Boohoo co-founders Mahmud Kamani and Carol Kane have purchased £15m worth of shares after its valuation slumped following allegations of mistreatment of staff in Leicester factories.
Kamani purchased 5m shares at a price of 214p and Carol Kane bought 2m shares at the same price. Non-executive director Iain McDonald purchased 50,000 shares at 226p.
The move pushed the shares up yesterday briefly but by this morning they were trading back at 228p, close to the lows the price reached after the allegations hit.

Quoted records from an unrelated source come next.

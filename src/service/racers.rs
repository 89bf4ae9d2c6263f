use crate::error::AppError;
use crate::model::{Id, Racer, RacerBase};
use sqlx::PgConnection;

const SELECT_RACERS: &str =
    "SELECT id, name, club_card, date_of_birth, date_of_registration, best_time FROM racers";

pub async fn read_all_racers(conn: &mut PgConnection) -> Result<Vec<Racer>, AppError> {
    let sql = format!("{} ORDER BY id", SELECT_RACERS);
    tracing::debug!(sql = %sql, "query");
    let rows = sqlx::query_as::<_, Racer>(&sql).fetch_all(&mut *conn).await?;
    Ok(rows)
}

pub async fn read_racer_by_id(conn: &mut PgConnection, id: Id) -> Result<Option<Racer>, AppError> {
    let sql = format!("{} WHERE id = $1", SELECT_RACERS);
    tracing::debug!(sql = %sql, id, "query");
    let row = sqlx::query_as::<_, Racer>(&sql)
        .bind(id)
        .fetch_optional(&mut *conn)
        .await?;
    Ok(row)
}

pub async fn create_racer(conn: &mut PgConnection, racer: &RacerBase) -> Result<Racer, AppError> {
    let sql = r#"
        INSERT INTO racers (name, club_card, date_of_birth, date_of_registration, best_time)
        VALUES ($1, $2, $3, $4, $5)
        RETURNING id, name, club_card, date_of_birth, date_of_registration, best_time
    "#;
    tracing::debug!(sql = %sql, "query");
    let row = sqlx::query_as::<_, Racer>(sql)
        .bind(&racer.name)
        .bind(racer.club_card)
        .bind(racer.date_of_birth)
        .bind(racer.date_of_registration)
        .bind(racer.best_time)
        .fetch_one(&mut *conn)
        .await?;
    Ok(row)
}
//! Kart club backend: tracks, karts, racers, workers, races and race results on PostgreSQL.

pub mod config;
pub mod error;
pub mod extractors;
pub mod handlers;
pub mod logging;
pub mod model;
pub mod openapi;
pub mod response;
pub mod routes;
pub mod seed;
pub mod service;
pub mod state;
pub mod store;

pub use config::Settings;
pub use error::{AppError, ConfigError};
pub use routes::{app, club_routes, common_routes_with_ready};
pub use seed::{seed_database, SeedOutcome};
pub use state::AppState;
pub use store::{create_tables, ensure_database_exists};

Earlier this month The Sunday Times published a report from an undercover reporter at a factory, later identified at Morefray Ltd, in which he was offered just £3.50 an hour to work. While there he saw clothes destined for Boohoo and its subsidiary Nasty Gal.
Boohoo issued a statement to say that the clothes had not been made at the factory but had been sent there by one of its suppliers for packing against its knowledge. It subsequently announced that it had hired QC Alison Levitt to conduct an independent review of its entire supply chain.
However, despite the swift action, many investors were unconvinced and shares slumped to as low as 210p having traded for more than 400p before the allegations emerged.
Yesterday MPs wrote to Boohoo to demand answers on the allegations with chairman of the Environmental Audit Committee Rt Hon Philip Dunne MP saying it was “incredible” that the company claimed not to know what was happening. Last year Carol Kane, along with a number of other fashion leaders, was called to Parliament to account for the company’s approach to its supply chain to a committee of MPs.
Dunne said: “It is incredible that over a year since the Committee highlighted illegal working practices in its supply chain, Boohoo has publicly denied any knowledge of what has been happening for years.
“Last year Boohoo told us that it was going to join the ETI. We note it has not done so.It is shameful that it took a pandemic and the ensuing outrage about working practices in their supply chain for Boohoo finally to be taken to task for turning a blind eye.
“I have today asked a number of questions to discover what the company is doing to protect its workers and to ask whether any environmental standards have been adopted to lessen the impact of fast fashion on our environment.”